If any of this were true there would be no trade with Canada. My wife deals directly with the US shipping departments to arrange shipping and clearance of items she brokers or sells. When she must return a product she must fill out the same form for US customs that the shipper does. She knows the process and it doesn't include any of the claimed tedious complications listed above.

madman
01-14-2009, 04:54 PM
Did I open up a can of CRAP lol Anyhow i just wanted to say Mcmaster Carr Sucks thanx Mike in Ontario Canada

Ken_Shea
01-14-2009, 07:48 PM
Well with the business McMaster Carr has and they suck, I know I have at least one pending customer that will say On Target Sports sucks, so maybe business will pick up now :D

,

bob_s
01-14-2009, 08:17 PM
"If McMaster Carr is used as a model for business, how is the US economy going to recover?"

dave5605
01-15-2009, 12:21 PM
Go look in the back of a Fastenal catalog at the things that are restricted and can't be shipped to Canada if you want to see something weird. Endmills, drills, taps, wrenches and a whole host of greases, adhesives, etc.

In many cases on the drills, taps they have almost the same part number as a substitute item except with the letters CN after the US part#.

I'll bet its some kind of restriction the Canadian government put on the items.
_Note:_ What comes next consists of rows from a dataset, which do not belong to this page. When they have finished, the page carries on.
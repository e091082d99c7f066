//! HTTP handlers and route configuration.

mod health;
mod posts;

use actix_web::web;

use crate::middleware::error::AppError;

/// Configure all application routes.
pub fn configure_routes(cfg: &mut web::ServiceConfig) {
    cfg.app_data(web::JsonConfig::default().error_handler(|err, _req| {
        AppError::bad_request("INVALID_JSON", "Invalid request body", err.to_string()).into()
    }))
    // Public routes
    .route("/", web::get().to(health::root))
    .route("/health", web::get().to(health::health_check))
    // Post routes; ids must be numeric to match
    .service(
        web::scope("/api/v1/posts")
            .route("", web::get().to(posts::list_posts))
            .route("", web::post().to(posts::create_post))
            .route(
                "/author/{author_id:[0-9]+}",
                web::get().to(posts::list_posts_by_author),
            )
            .route("/{id:[0-9]+}", web::get().to(posts::get_post))
            .route("/{id:[0-9]+}", web::put().to(posts::update_post))
            .route("/{id:[0-9]+}", web::delete().to(posts::delete_post)),
    );
}
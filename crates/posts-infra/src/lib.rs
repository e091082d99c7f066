//! # Posts Infrastructure
//!
//! Concrete implementations of the ports defined in `posts-core`.
//! This crate contains database access and the identity service client.
//!
//! ## Feature Flags
//!
//! - `full` (default) - All features enabled
//! - `minimal` - No database driver, in-memory store only
//! - `postgres` - PostgreSQL storage via SeaORM

pub mod database;
pub mod identity;

// Re-exports
pub use database::InMemoryPostRepository;
pub use identity::{HttpIdentityResolver, IdentityConfig};

#[cfg(feature = "postgres")]
pub use database::{DatabaseConfig, PostgresPostRepository};
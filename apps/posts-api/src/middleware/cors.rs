//! CORS configuration.

use actix_cors::Cors;

/// Cross-origin settings applied to every route.
#[derive(Debug, Clone)]
pub struct CorsConfig {
    pub allowed_origins: Vec<String>,
    pub allowed_methods: Vec<&'static str>,
    pub allowed_headers: Vec<&'static str>,
    pub max_age: usize,
}

impl Default for CorsConfig {
    fn default() -> Self {
        Self {
            allowed_origins: vec!["*".to_string()],
            allowed_methods: vec!["GET", "POST", "PUT", "DELETE", "OPTIONS", "PATCH"],
            allowed_headers: vec![
                "Content-Type",
                "Authorization",
                "X-Requested-With",
                "Accept",
                "Origin",
                "X-CSRF-Token",
            ],
            max_age: 86400,
        }
    }
}

impl CorsConfig {
    pub fn with_origins(allowed_origins: Vec<String>) -> Self {
        if allowed_origins.is_empty() {
            return Self::default();
        }
        Self {
            allowed_origins,
            ..Self::default()
        }
    }

    /// Build the actix middleware.
    pub fn build(&self) -> Cors {
        let mut cors = Cors::default()
            .allowed_methods(self.allowed_methods.iter().copied())
            .allowed_headers(self.allowed_headers.iter().copied())
            .max_age(self.max_age);

        if self.allowed_origins.iter().any(|o| o == "*") {
            cors = cors.allow_any_origin();
        } else {
            for origin in &self.allowed_origins {
                cors = cors.allowed_origin(origin);
            }
        }

        cors
    }
}
//! In-memory post store - used when no database is configured and in tests.

use std::collections::BTreeMap;

use async_trait::async_trait;
use tokio::sync::RwLock;

use posts_core::domain::{NewPost, Post};
use posts_core::error::RepoError;
use posts_core::ports::PostRepository;

#[derive(Default)]
struct Store {
    rows: BTreeMap<i64, Post>,
    last_id: i64,
}

/// In-memory post repository backed by a `BTreeMap` behind an async RwLock.
///
/// Ids increase monotonically and are never reused.
/// Note: Data is lost on process restart.
#[derive(Default)]
pub struct InMemoryPostRepository {
    store: RwLock<Store>,
}

impl InMemoryPostRepository {
    pub fn new() -> Self {
        Self::default()
    }
}

#[async_trait]
impl PostRepository for InMemoryPostRepository {
    async fn create(&self, post: NewPost) -> Result<Post, RepoError> {
        let mut store = self.store.write().await;
        store.last_id += 1;

        let post = post.into_post(store.last_id);
        store.rows.insert(post.id, post.clone());

        Ok(post)
    }

    async fn find_by_id(&self, id: i64) -> Result<Option<Post>, RepoError> {
        let store = self.store.read().await;
        Ok(store.rows.get(&id).cloned())
    }

    async fn list_all(&self) -> Result<Vec<Post>, RepoError> {
        let store = self.store.read().await;
        Ok(store.rows.values().cloned().collect())
    }

    async fn list_by_author(&self, author_id: i64) -> Result<Vec<Post>, RepoError> {
        let store = self.store.read().await;
        Ok(store
            .rows
            .values()
            .filter(|p| p.author_id == author_id)
            .cloned()
            .collect())
    }

    async fn update(&self, post: Post) -> Result<Post, RepoError> {
        let mut store = self.store.write().await;
        let row = store.rows.get_mut(&post.id).ok_or(RepoError::NotFound)?;
        *row = post.clone();
        Ok(post)
    }

    async fn delete(&self, id: i64) -> Result<(), RepoError> {
        let mut store = self.store.write().await;
        store
            .rows
            .remove(&id)
            .map(|_| ())
            .ok_or(RepoError::NotFound)
    }

    async fn count(&self) -> Result<u64, RepoError> {
        let store = self.store.read().await;
        Ok(store.rows.len() as u64)
    }
}

#[cfg(test)]
mod tests {
    use super::*;
    use chrono::Utc;
    use posts_core::domain::ResolvedIdentity;

    fn new_post(author_id: i64, title: &str) -> NewPost {
        let author = ResolvedIdentity {
            id: author_id,
            name: "Alice".to_string(),
            email: "a@x.com".to_string(),
            role: "user".to_string(),
        };
        NewPost::new(title.to_string(), "body".to_string(), &author, Utc::now())
    }

    #[tokio::test]
    async fn test_create_assigns_increasing_ids() {
        let repo = InMemoryPostRepository::new();

        let first = repo.create(new_post(1, "a")).await.unwrap();
        let second = repo.create(new_post(1, "b")).await.unwrap();

        assert_eq!(first.id, 1);
        assert_eq!(second.id, 2);
        assert_eq!(repo.count().await.unwrap(), 2);
    }

    #[tokio::test]
    async fn test_ids_are_not_reused_after_delete() {
        let repo = InMemoryPostRepository::new();

        let first = repo.create(new_post(1, "a")).await.unwrap();
        repo.delete(first.id).await.unwrap();
        let second = repo.create(new_post(1, "b")).await.unwrap();

        assert_eq!(second.id, 2);
    }

    #[tokio::test]
    async fn test_list_by_author_filters() {
        let repo = InMemoryPostRepository::new();
        repo.create(new_post(1, "a")).await.unwrap();
        repo.create(new_post(2, "b")).await.unwrap();
        repo.create(new_post(1, "c")).await.unwrap();

        let titles: Vec<_> = repo
            .list_by_author(1)
            .await
            .unwrap()
            .into_iter()
            .map(|p| p.title)
            .collect();

        assert_eq!(titles, vec!["a", "c"]);
        assert!(repo.list_by_author(3).await.unwrap().is_empty());
    }

    #[tokio::test]
    async fn test_update_and_delete_missing_rows() {
        let repo = InMemoryPostRepository::new();
        let ghost = new_post(1, "ghost").into_post(9);

        assert!(matches!(repo.update(ghost).await, Err(RepoError::NotFound)));
        assert!(matches!(repo.delete(9).await, Err(RepoError::NotFound)));
    }

    #[tokio::test]
    async fn test_update_replaces_row() {
        let repo = InMemoryPostRepository::new();
        let mut post = repo.create(new_post(1, "a")).await.unwrap();

        post.title = "changed".to_string();
        repo.update(post.clone()).await.unwrap();

        assert_eq!(repo.find_by_id(post.id).await.unwrap(), Some(post));
    }
}
//! Post handlers.

use actix_web::{HttpResponse, web};

use posts_core::PageRequest;
use posts_core::assembler::{assemble, assemble_page};
use posts_shared::ApiResponse;
use posts_shared::dto::{CreatePostRequest, PaginationQuery, UpdatePostRequest};

use crate::middleware::auth::{Identity, OptionalIdentity};
use crate::middleware::error::{AppError, AppResult};
use crate::state::AppState;

fn page_request(query: &PaginationQuery) -> PageRequest {
    PageRequest::new(query.page(), query.page_size())
}

/// GET /api/v1/posts
pub async fn list_posts(
    state: web::Data<AppState>,
    viewer: OptionalIdentity,
    query: web::Query<PaginationQuery>,
) -> AppResult<HttpResponse> {
    let page = state.posts.list(page_request(&query)).await?;

    Ok(HttpResponse::Ok().json(ApiResponse::ok(
        "Posts retrieved successfully",
        assemble_page(&page, viewer.user()),
    )))
}

/// GET /api/v1/posts/{id}
pub async fn get_post(
    state: web::Data<AppState>,
    viewer: OptionalIdentity,
    path: web::Path<i64>,
) -> AppResult<HttpResponse> {
    let post = state.posts.get(path.into_inner()).await?;

    Ok(HttpResponse::Ok().json(ApiResponse::ok(
        "Post retrieved successfully",
        assemble(&post, viewer.user()),
    )))
}

/// GET /api/v1/posts/author/{author_id}
pub async fn list_posts_by_author(
    state: web::Data<AppState>,
    viewer: OptionalIdentity,
    path: web::Path<i64>,
    query: web::Query<PaginationQuery>,
) -> AppResult<HttpResponse> {
    let page = state
        .posts
        .list_by_author(path.into_inner(), page_request(&query))
        .await?;

    Ok(HttpResponse::Ok().json(ApiResponse::ok(
        "Author posts retrieved successfully",
        assemble_page(&page, viewer.user()),
    )))
}

/// POST /api/v1/posts
pub async fn create_post(
    identity: Identity,
    state: web::Data<AppState>,
    body: web::Json<CreatePostRequest>,
) -> AppResult<HttpResponse> {
    let post = state
        .posts
        .create(body.into_inner(), identity.user_id(), &identity.token)
        .await?;

    tracing::info!(post_id = post.id, author_id = post.author_id, "Post created");

    Ok(HttpResponse::Created().json(ApiResponse::ok(
        "Post created successfully",
        assemble(&post, None),
    )))
}

/// PUT /api/v1/posts/{id}
pub async fn update_post(
    identity: Identity,
    state: web::Data<AppState>,
    path: web::Path<i64>,
    body: web::Json<UpdatePostRequest>,
) -> AppResult<HttpResponse> {
    let req = body.into_inner();
    if !req.has_changes() {
        return Err(AppError::bad_request(
            "NO_CHANGES",
            "No fields to update",
            "Provide at least one of title or content",
        ));
    }

    let post = state
        .posts
        .update(path.into_inner(), req, identity.user_id())
        .await?;

    Ok(HttpResponse::Ok().json(ApiResponse::ok(
        "Post updated successfully",
        assemble(&post, Some(&identity.user)),
    )))
}

/// DELETE /api/v1/posts/{id}
pub async fn delete_post(
    identity: Identity,
    state: web::Data<AppState>,
    path: web::Path<i64>,
) -> AppResult<HttpResponse> {
    let id = path.into_inner();
    state.posts.delete(id, identity.user_id()).await?;

    tracing::info!(post_id = id, "Post deleted");

    Ok(HttpResponse::Ok().json(ApiResponse::ok_empty("Post deleted successfully")))
}
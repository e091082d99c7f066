//! # Posts Shared
//!
//! Wire types shared by the service layer and the HTTP boundary:
//! request/response DTOs and the uniform response envelope.

pub mod dto;
pub mod response;

pub use response::{ApiError, ApiResponse, FieldError, ValidationErrors};
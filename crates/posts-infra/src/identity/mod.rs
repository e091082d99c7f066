//! Identity service clients.

mod http;

pub use http::{HttpIdentityResolver, IdentityConfig, MAX_TIMEOUT};
//! Migration CLI tool.

use sea_orm_migration::prelude::*;

#[tokio::main]
async fn main() {
    dotenvy::dotenv().ok();

    tracing_subscriber::fmt().with_env_filter("info").init();

    cli::run_cli(migration::Migrator).await;
}
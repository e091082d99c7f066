use sea_orm_migration::prelude::*;

#[derive(DeriveMigrationName)]
pub struct Migration;

#[async_trait::async_trait]
impl MigrationTrait for Migration {
    async fn up(&self, manager: &SchemaManager) -> Result<(), DbErr> {
        manager
            .create_table(
                Table::create()
                    .table(Posts::Table)
                    .if_not_exists()
                    .col(
                        ColumnDef::new(Posts::Id)
                            .big_integer()
                            .not_null()
                            .auto_increment()
                            .primary_key(),
                    )
                    .col(ColumnDef::new(Posts::Title).string_len(255).not_null())
                    .col(ColumnDef::new(Posts::Content).text().not_null())
                    .col(ColumnDef::new(Posts::AuthorId).big_integer().not_null())
                    .col(ColumnDef::new(Posts::AuthorName).string().not_null())
                    .col(ColumnDef::new(Posts::AuthorEmail).string().not_null())
                    .col(
                        ColumnDef::new(Posts::CreatedAt)
                            .timestamp_with_time_zone()
                            .not_null(),
                    )
                    .col(
                        ColumnDef::new(Posts::UpdatedAt)
                            .timestamp_with_time_zone()
                            .not_null(),
                    )
                    .to_owned(),
            )
            .await?;

        manager
            .create_index(
                Index::create()
                    .if_not_exists()
                    .name("idx_posts_author_id")
                    .table(Posts::Table)
                    .col(Posts::AuthorId)
                    .to_owned(),
            )
            .await
    }

    async fn down(&self, manager: &SchemaManager) -> Result<(), DbErr> {
        manager
            .drop_table(Table::drop().table(Posts::Table).to_owned())
            .await
    }
}

#[derive(DeriveIden)]
enum Posts {
    Table,
    Id,
    Title,
    Content,
    AuthorId,
    AuthorName,
    AuthorEmail,
    CreatedAt,
    UpdatedAt,
}
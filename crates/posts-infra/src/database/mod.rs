//! Post storage backends.

mod memory;

#[cfg(feature = "postgres")]
mod connections;
#[cfg(feature = "postgres")]
pub mod entity;
#[cfg(feature = "postgres")]
mod postgres_repo;

pub use memory::InMemoryPostRepository;

#[cfg(feature = "postgres")]
pub use connections::{DatabaseConfig, connect};
#[cfg(feature = "postgres")]
pub use postgres_repo::PostgresPostRepository;
//! Edge request router.
//!
//! # Architecture Overview
//!
//! ```text
//!                    ┌──────────────────────────────────────────────────┐
//!                    │                   EDGE ROUTER                     │
//!   Client Request   │  ┌─────────┐    ┌──────────┐    ┌──────────────┐  │
//!   ─────────────────┼─▶│  http   │───▶│ routing  │───▶│   request    │──┼──▶ primary origin (/)
//!                    │  │ server  │    │ resolve  │    │   forward    │──┼──▶ secondary origin (/painrelief)
//!                    │  └─────────┘    └──────────┘    └──────┬───────┘  │
//!                    │                                        │          │
//!   Client Response  │  ┌──────────────────────────┐          │          │
//!   ◀────────────────┼──│ response: redirect       │◀─────────┘          │
//!                    │  │ Location rewrite         │                     │
//!                    │  └──────────────────────────┘                     │
//!                    │                                                   │
//!                    │  config · observability · lifecycle               │
//!                    └──────────────────────────────────────────────────┘
//! ```

use std::path::PathBuf;

use clap::Parser;
use tokio::net::TcpListener;

use edge_router::config::{load_config, validate_config, ConfigError};
use edge_router::lifecycle::{shutdown_on_signal, Shutdown};
use edge_router::observability::init_logging;
use edge_router::RouterServer;

#[derive(Parser)]
#[command(name = "edge-router")]
#[command(about = "Path-based edge router for two upstream origins", long_about = None)]
struct Args {
    /// Optional TOML configuration file.
    #[arg(short, long, env = "ROUTER_CONFIG")]
    config: Option<PathBuf>,

    /// Listen address, overrides the config file and ROUTER_BIND_ADDRESS.
    #[arg(short, long)]
    bind: Option<String>,
}

#[tokio::main]
async fn main() -> Result<(), Box<dyn std::error::Error>> {
    let args = Args::parse();

    let mut config = load_config(args.config.as_deref())?;
    if let Some(bind) = args.bind {
        config.listener.bind_address = bind;
    }

    init_logging(&config.observability)?;

    tracing::info!("edge-router v{} starting", env!("CARGO_PKG_VERSION"));

    let upstreams = validate_config(&config).map_err(|errors| {
        for error in &errors {
            tracing::error!(error = %error, "Invalid configuration");
        }
        ConfigError::Validation(errors)
    })?;

    tracing::info!(
        bind_address = %config.listener.bind_address,
        "Configuration loaded"
    );

    let listener = TcpListener::bind(&config.listener.bind_address).await?;
    tracing::info!(address = %listener.local_addr()?, "Listening for connections");

    let shutdown = Shutdown::new();
    let server = RouterServer::new(upstreams);
    let server_shutdown = shutdown.subscribe();

    tokio::spawn(async move {
        shutdown_on_signal(&shutdown).await;
    });

    server.run(listener, server_shutdown).await?;

    tracing::info!("Shutdown complete");
    Ok(())
}
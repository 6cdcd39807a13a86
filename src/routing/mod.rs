//! Routing subsystem.
//!
//! # Data Flow
//! ```text
//! Incoming request path
//!     → router.rs (secondary prefix? → Origin + forward path)
//!     → matcher.rs (prefix evaluation)
//!
//! Upstream 3xx response
//!     → rewrite.rs (Location → public namespace)
//! ```
//!
//! # Design Decisions
//! - Both operations are pure functions over the validated `Upstreams`
//! - Deterministic: same input always resolves to the same origin
//! - No regex in hot path (prefix matching only)

pub mod matcher;
pub mod rewrite;
pub mod router;

pub use rewrite::{rewrite_location, LocationRef};
pub use router::{normalize_path, resolve, Origin, RoutingTarget};
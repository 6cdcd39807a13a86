//! Target resolution.
//!
//! # Responsibilities
//! - Pick the upstream origin for a request path
//! - Produce the path to forward, which is always the inbound path
//! - Normalize the inbound path once, before any decision is made
//!
//! # Design Decisions
//! - Pure function over immutable config (thread-safe without locks)
//! - Never fails: anything that isn't under the secondary prefix goes to the primary
//! - The secondary prefix is kept on the forwarded path, the secondary
//!   origin serves its content under it

use url::Url;

use crate::config::Upstreams;

/// One of the two configured origins.
#[derive(Debug, Clone, Copy, PartialEq, Eq, Hash)]
pub enum Origin {
    /// Mounted at the namespace root.
    Primary,
    /// Mounted under the secondary prefix.
    Secondary,
}

impl Origin {
    pub fn as_str(&self) -> &'static str {
        match self {
            Origin::Primary => "primary",
            Origin::Secondary => "secondary",
        }
    }
}

impl std::fmt::Display for Origin {
    fn fmt(&self, f: &mut std::fmt::Formatter<'_>) -> std::fmt::Result {
        f.write_str(self.as_str())
    }
}

/// Where a single request goes.
#[derive(Debug, Clone, PartialEq, Eq)]
pub struct RoutingTarget<'a> {
    pub origin: Origin,
    pub upstream_base: &'a Url,
    pub forward_path: String,
}

/// `path` with `.` and `..` segments (plain or percent-encoded) resolved,
/// exactly as URL parsing resolves them when `base` is given this path.
///
/// Routing, forwarding and redirect rewriting all work on this one value.
pub fn normalize_path(path: &str, base: &Url) -> String {
    let mut url = base.clone();
    url.set_path(path);
    url.path().to_string()
}

/// Resolve the upstream for `path`.
///
/// `path` is expected to be normalized already (see [`normalize_path`]).
pub fn resolve<'a>(path: &str, upstreams: &'a Upstreams) -> RoutingTarget<'a> {
    let origin = if upstreams.secondary_prefix().matches(path) {
        Origin::Secondary
    } else {
        Origin::Primary
    };

    RoutingTarget {
        origin,
        upstream_base: upstreams.base_url(origin),
        forward_path: path.to_string(),
    }
}

#[cfg(test)]
mod tests {
    use super::*;

    fn upstreams() -> Upstreams {
        Upstreams::new(
            Url::parse("https://primary.example").unwrap(),
            Url::parse("https://secondary.example").unwrap(),
            "/painrelief",
        )
    }

    #[test]
    fn test_prefixed_paths_go_to_secondary_unmodified() {
        let up = upstreams();
        for path in ["/painrelief", "/painrelief/", "/painrelief/en/page", "/painreliefx"] {
            let target = resolve(path, &up);
            assert_eq!(target.origin, Origin::Secondary, "{path}");
            assert_eq!(target.upstream_base, up.secondary());
            assert_eq!(target.forward_path, path);
        }
    }

    #[test]
    fn test_other_paths_go_to_primary_unmodified() {
        let up = upstreams();
        for path in ["/", "/en", "/fr", "/en/page", "", "not-a-path", "/PAINRELIEF", "/x/painrelief"] {
            let target = resolve(path, &up);
            assert_eq!(target.origin, Origin::Primary, "{path}");
            assert_eq!(target.upstream_base, up.primary());
            assert_eq!(target.forward_path, path);
        }
    }

    #[test]
    fn test_normalize_path_resolves_dot_segments() {
        let base = Url::parse("https://primary.example").unwrap();
        assert_eq!(normalize_path("/painrelief/%2e%2e/en", &base), "/en");
        assert_eq!(normalize_path("/en/%2E%2e/painrelief/x", &base), "/painrelief/x");
        assert_eq!(normalize_path("/painrelief/../admin", &base), "/admin");
        assert_eq!(normalize_path("/painrelief/./en/.%2e/fr", &base), "/painrelief/fr");
        assert_eq!(normalize_path("/../../", &base), "/");
    }

    #[test]
    fn test_normalize_path_keeps_plain_paths() {
        let base = Url::parse("https://primary.example/site/").unwrap();
        for path in ["/", "/en", "/painrelief", "/painrelief/en/page%20two", "/a..b/c."] {
            assert_eq!(normalize_path(path, &base), path);
        }
    }

    #[test]
    fn test_decision_matches_normalized_path() {
        let up = upstreams();

        let path = normalize_path("/painrelief/%2e%2e/en", up.primary());
        let target = resolve(&path, &up);
        assert_eq!(target.origin, Origin::Primary);
        assert_eq!(target.forward_path, "/en");

        let path = normalize_path("/en/%2e%2e/painrelief/x", up.primary());
        let target = resolve(&path, &up);
        assert_eq!(target.origin, Origin::Secondary);
        assert_eq!(target.forward_path, "/painrelief/x");
    }
}
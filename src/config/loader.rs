//! Configuration loading from disk and the environment.

use std::fs;
use std::path::{Path, PathBuf};

use thiserror::Error;

use crate::config::schema::RouterConfig;
use crate::config::validation::ValidationError;

pub const PRIMARY_UPSTREAM_URL: &str = "PRIMARY_UPSTREAM_URL";
pub const SECONDARY_UPSTREAM_URL: &str = "SECONDARY_UPSTREAM_URL";
pub const SECONDARY_PREFIX: &str = "ROUTER_SECONDARY_PREFIX";
pub const BIND_ADDRESS: &str = "ROUTER_BIND_ADDRESS";

/// Error type for configuration loading.
#[derive(Debug, Error)]
pub enum ConfigError {
    #[error("failed to read {path:?}: {source}")]
    Io {
        path: PathBuf,
        #[source]
        source: std::io::Error,
    },

    #[error("parse error: {0}")]
    Parse(#[from] toml::de::Error),

    #[error("validation failed: {}", join(.0))]
    Validation(Vec<ValidationError>),
}

fn join(errors: &[ValidationError]) -> String {
    errors
        .iter()
        .map(ToString::to_string)
        .collect::<Vec<_>>()
        .join(", ")
}

/// Parse configuration from TOML text.
pub fn parse_config(content: &str) -> Result<RouterConfig, ConfigError> {
    Ok(toml::from_str(content)?)
}

/// Load configuration from an optional TOML file, then apply environment overrides.
///
/// Without a file every field starts from its default.
pub fn load_config(path: Option<&Path>) -> Result<RouterConfig, ConfigError> {
    let mut config = match path {
        Some(path) => {
            let content = fs::read_to_string(path).map_err(|source| ConfigError::Io {
                path: path.to_path_buf(),
                source,
            })?;
            parse_config(&content)?
        }
        None => RouterConfig::default(),
    };

    apply_env_overrides(&mut config, |key| std::env::var(key).ok());
    Ok(config)
}

/// Overlay values found through `lookup` onto the configuration.
pub fn apply_env_overrides<F>(config: &mut RouterConfig, lookup: F)
where
    F: Fn(&str) -> Option<String>,
{
    if let Some(url) = lookup(PRIMARY_UPSTREAM_URL) {
        config.upstreams.primary_url = Some(url);
    }
    if let Some(url) = lookup(SECONDARY_UPSTREAM_URL) {
        config.upstreams.secondary_url = Some(url);
    }
    if let Some(prefix) = lookup(SECONDARY_PREFIX) {
        config.upstreams.secondary_prefix = prefix;
    }
    if let Some(addr) = lookup(BIND_ADDRESS) {
        config.listener.bind_address = addr;
    }
}
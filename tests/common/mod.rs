//! Shared utilities for integration testing.

use std::net::SocketAddr;

use axum::{
    body::{to_bytes, Body},
    http::{header, Request, StatusCode},
    response::{IntoResponse, Response},
    Router,
};
use tokio::io::{AsyncReadExt, AsyncWriteExt};
use tokio::net::{TcpListener, TcpStream};
use url::Url;

use edge_router::{RouterServer, Shutdown, Upstreams};

/// Start a mock origin on an ephemeral port.
///
/// Every request is echoed back as `"{name} {METHOD} {path?query}\n{body}"`,
/// with `x-custom` copied to `x-echo-custom` and `host` to `x-echo-host`.
/// Two paths are special, both take the raw query string as the `Location` value:
/// - `.../redirect?<location>` answers `302 Found`
/// - `.../created?<location>` answers `201 Created`
pub async fn start_origin(name: &'static str) -> SocketAddr {
    let listener = TcpListener::bind("127.0.0.1:0").await.unwrap();
    let addr = listener.local_addr().unwrap();

    let app = Router::new().fallback(move |req: Request<Body>| origin_handler(name, req));
    tokio::spawn(async move {
        let _ = axum::serve(listener, app).await;
    });

    addr
}

async fn origin_handler(name: &'static str, req: Request<Body>) -> Response {
    let path = req.uri().path().to_string();
    let query = req.uri().query().unwrap_or_default().to_string();

    if path.ends_with("/redirect") {
        return (StatusCode::FOUND, [(header::LOCATION, query)], "").into_response();
    }
    if path.ends_with("/created") {
        return (StatusCode::CREATED, [(header::LOCATION, query)], "created").into_response();
    }

    let method = req.method().clone();
    let target = req
        .uri()
        .path_and_query()
        .map(|pq| pq.as_str().to_string())
        .unwrap_or(path);
    let custom = req
        .headers()
        .get("x-custom")
        .and_then(|v| v.to_str().ok())
        .unwrap_or("")
        .to_string();
    let host = req
        .headers()
        .get(header::HOST)
        .and_then(|v| v.to_str().ok())
        .unwrap_or("")
        .to_string();
    let body = to_bytes(req.into_body(), usize::MAX).await.unwrap();

    (
        [
            ("x-origin", name.to_string()),
            ("x-echo-custom", custom),
            ("x-echo-host", host),
        ],
        format!("{} {} {}\n{}", name, method, target, String::from_utf8_lossy(&body)),
    )
        .into_response()
}

/// An address nothing is listening on.
pub async fn closed_addr() -> SocketAddr {
    let listener = TcpListener::bind("127.0.0.1:0").await.unwrap();
    listener.local_addr().unwrap()
}

/// Start the router in front of the two origins. Returns its address.
pub async fn start_router(
    primary: SocketAddr,
    secondary: SocketAddr,
    shutdown: &Shutdown,
) -> SocketAddr {
    let upstreams = Upstreams::new(
        Url::parse(&format!("http://{}", primary)).unwrap(),
        Url::parse(&format!("http://{}", secondary)).unwrap(),
        "/painrelief",
    );
    let server = RouterServer::new(upstreams);
    let listener = TcpListener::bind("127.0.0.1:0").await.unwrap();
    let addr = listener.local_addr().unwrap();
    let server_shutdown = shutdown.subscribe();

    tokio::spawn(async move {
        let _ = server.run(listener, server_shutdown).await;
    });

    addr
}

/// Client that reports redirects instead of following them.
pub fn client() -> reqwest::Client {
    reqwest::Client::builder()
        .redirect(reqwest::redirect::Policy::none())
        .no_proxy()
        .build()
        .unwrap()
}

/// Send `GET {target}` over a raw connection, so the request line reaches
/// the router exactly as written. Returns the response head and body.
pub async fn raw_get(addr: SocketAddr, target: &str, host: &str) -> (String, String) {
    let mut stream = TcpStream::connect(addr).await.unwrap();
    let request = format!(
        "GET {} HTTP/1.1\r\nHost: {}\r\nConnection: close\r\n\r\n",
        target, host
    );
    stream.write_all(request.as_bytes()).await.unwrap();

    let mut raw = Vec::new();
    stream.read_to_end(&mut raw).await.unwrap();
    let raw = String::from_utf8(raw).unwrap();
    let (head, body) = raw.split_once("\r\n\r\n").unwrap();
    (head.to_string(), body.to_string())
}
Maybe the country of origin of the items is someone Canada doesn't want to import things from.

Don't be so quick to blame the US for the restrictions you see.

Black_Moons
08-23-2009, 03:03 AM
Intresting, I Found a refrence to the mcmaster case; http://efoia.bis.doc.gov/antiboycott/violations/a659.pdf

Also about restricted parts to one country with a sub in another

I know busybee and grizzly often carry the near exact (or exact) same machines, but they have signed a non competion agreement.
busybee won't export to USA, grizzly won't export to canada.

Maybe Fastenal has parts from similarly 'non' competing companys and is trying to honor those agreements?

I highly doubt such silly export restrictions are the result of some goverment export restriction on endmills of a perticular type/size/shape/grind or company.

J Tiers
08-23-2009, 03:13 AM
Osama bin ladin was a genius......

He said "The americans will create their own hell.".

Welcome to hell.

OldRedFord
02-16-2010, 04:07 PM
Well I just opened a account with them. Hopefully they dont mind that I "work from home" :eek:

SpyGuy
02-16-2010, 05:40 PM
LOL! Somehow I got this weird picture in my head of Mel Gibson with food-grade PVC tubing wrapped all over him for body-armor :)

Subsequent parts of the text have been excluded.